Building A Defense For First Time Drug Charges in Virginia Beach

For drug charges, a Virginia Beach drug offense lawyer should start with how the drugs were discovered and confiscated. The search has to have been legally performed with adequate probable cause. There are also sometimes issues of whether the drugs were actually in the possession of the accused or if the police officer has to prove that the marijuana was constructively possessed by the defendant.

Constructive possession is when the substance is not on the defendant’s person but it can still be said that the defendant had dominion or control over the substance enough for it to be considered to belong to the defendant. Where the marijuana was located can sometimes be a hot topic of debate as to whether the defendant should be found guilty.

Another defense is in regards to the amount of marijuana in question. This is important because the charge can go from possession to possession with intent to distribute based on just a small difference in the amount of marijuana in question. Aside from just the amount, there are various factors that also should be considered in deciding whether the drug was for personal use or for purpose of distribution. A Virginia Beach drug offense lawyer will know how to properly present these in a persuasive manner.

The Biggest Mistakes to Avoid in Virginia Beach 1st Time Drug Cases

The biggest mistake to avoid if you are suspected by an officer for a drug offense is to make a conviction easy for them. People do this every day in these cases. If someone is getting pulled over by an officer and there is marijuana visible in their backseat and they immediately admit that it belongs to them, then at trial it is almost impossible to convince the judge that there is reasonable doubt as to who the marijuana belonged to. Without the admission of guilt from the individual, this would be a great case for a strong argument regarding constructive possession. By admitting at the stop that the marijuana is theirs, the defense is essentially lost, which makes a conviction much more likely.

It is also important to remain polite and cooperative. It may not seem like it will have an impact on someone’s case if they are rude to an officer, but bad behavior is almost always brought up during trial by the police officer. Often if a judge is on the fence about a sentence, the way that the defendant conducted himself during the incident and in court will be enough to sway him in a more lenient direction.

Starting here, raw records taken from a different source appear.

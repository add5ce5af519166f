//! Synthetic failure injection.
//!
//! Calls a fake downstream that fails at a configurable rate, then prints a
//! summary of the outcomes and the system health report as JSON.

use std::time::Duration;

use clap::Args;
use serde::Serialize;

use crate::commands::CommandError;
use crate::config::ResilienceSettings;
use crate::health::SystemResilienceReport;
use crate::resilience::{
    fixed_value, ErrorKind, OperationFailure, ResilienceCoordinator, ResilienceError,
    ResilienceOptions,
};

#[derive(Debug, Args)]
pub struct SimulateArgs {
    /// Number of guarded calls to make.
    #[arg(long, default_value_t = 20)]
    pub calls: u32,

    /// Probability in [0, 1] that a call fails.
    #[arg(long, default_value_t = 0.3)]
    pub failure_rate: f64,

    /// Upper bound of the simulated downstream latency.
    #[arg(long, default_value_t = 50)]
    pub max_latency_ms: u64,

    /// Breaker name for the simulated operation.
    #[arg(long, default_value = "synthetic")]
    pub operation: String,

    /// Serve this value when everything else fails.
    #[arg(long)]
    pub fallback: Option<u64>,

    /// Seed for reproducible runs.
    #[arg(long)]
    pub seed: Option<u64>,
}

/// Outcome counts for one simulation run.
#[derive(Debug, Default, Serialize)]
pub struct SimulationSummary {
    pub calls: u32,
    pub succeeded: u32,
    pub circuit_open: u32,
    pub retry_exhausted: u32,
    pub fallback_exhausted: u32,
    pub other_failures: u32,
}

impl SimulationSummary {
    fn record(&mut self, outcome: &Result<u64, ResilienceError>) {
        self.calls += 1;
        match outcome {
            Ok(_) => self.succeeded += 1,
            Err(e) => match e.kind() {
                ErrorKind::CircuitOpen => self.circuit_open += 1,
                ErrorKind::RetryExhausted => self.retry_exhausted += 1,
                ErrorKind::FallbackExhausted => self.fallback_exhausted += 1,
                ErrorKind::Timeout | ErrorKind::Operation => self.other_failures += 1,
            },
        }
    }
}

#[derive(Debug, Serialize)]
struct SimulationOutput {
    summary: SimulationSummary,
    report: SystemResilienceReport,
}

pub async fn run(args: SimulateArgs, settings: ResilienceSettings) -> Result<(), CommandError> {
    let coordinator = ResilienceCoordinator::new(settings);
    let background = coordinator.spawn_background();

    let summary = simulate(&coordinator, &args).await;
    let output = SimulationOutput {
        summary,
        report: coordinator.get_system_resilience_metrics(),
    };
    println!("{}", serde_json::to_string_pretty(&output)?);

    coordinator.shutdown();
    for handle in background {
        let _ = handle.await;
    }
    Ok(())
}

/// Run the configured number of calls against the synthetic downstream.
pub async fn simulate(coordinator: &ResilienceCoordinator, args: &SimulateArgs) -> SimulationSummary {
    let mut rng = match args.seed {
        Some(seed) => fastrand::Rng::with_seed(seed),
        None => fastrand::Rng::new(),
    };
    let failure_rate = args.failure_rate.clamp(0.0, 1.0);
    let mut summary = SimulationSummary::default();

    tracing::info!(calls = args.calls, failure_rate, operation = %args.operation, "Starting simulation");

    for call in 0..args.calls {
        let mut options = ResilienceOptions::new(args.operation.clone());
        if let Some(value) = args.fallback {
            options = options
                .with_fallback(fixed_value(value))
                .with_cache_key(args.operation.clone());
        }

        let outcome = coordinator
            .execute_resilient_operation(
                || {
                    let fail = rng.f64() < failure_rate;
                    let latency = Duration::from_millis(rng.u64(0..=args.max_latency_ms));
                    async move {
                        tokio::time::sleep(latency).await;
                        if fail {
                            Err(OperationFailure::with_status("injected failure", 503))
                        } else {
                            Ok(u64::from(call))
                        }
                    }
                },
                options,
            )
            .await;

        if let Err(e) = &outcome {
            tracing::debug!(call, error = %e, "Simulated call failed");
        }
        summary.record(&outcome);
    }

    summary
}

Another mistake is allowing officers to search a vehicle that you know has marijuana in it. If the officer doesn’t have probable cause to search, then they can’t search without your consent. You shouldn’t consent. He wouldn’t ask for your consent if he didn’t need it and by consenting, you have made the case for trial even stronger. The best thing to do is remain quiet, not consent to anything and definitely don’t admit to anything. This also goes for giving consent to officers to search your home, or your person. It’s better for you in the long run if you make the officers take all of the necessary steps in order for them to perform a legal search. This requires them either to have probable cause, or to obtain a warrant. These requirements are only bypassed if you give your permission, and there is no incentive for you to do so, despite whatever the officers may tell you.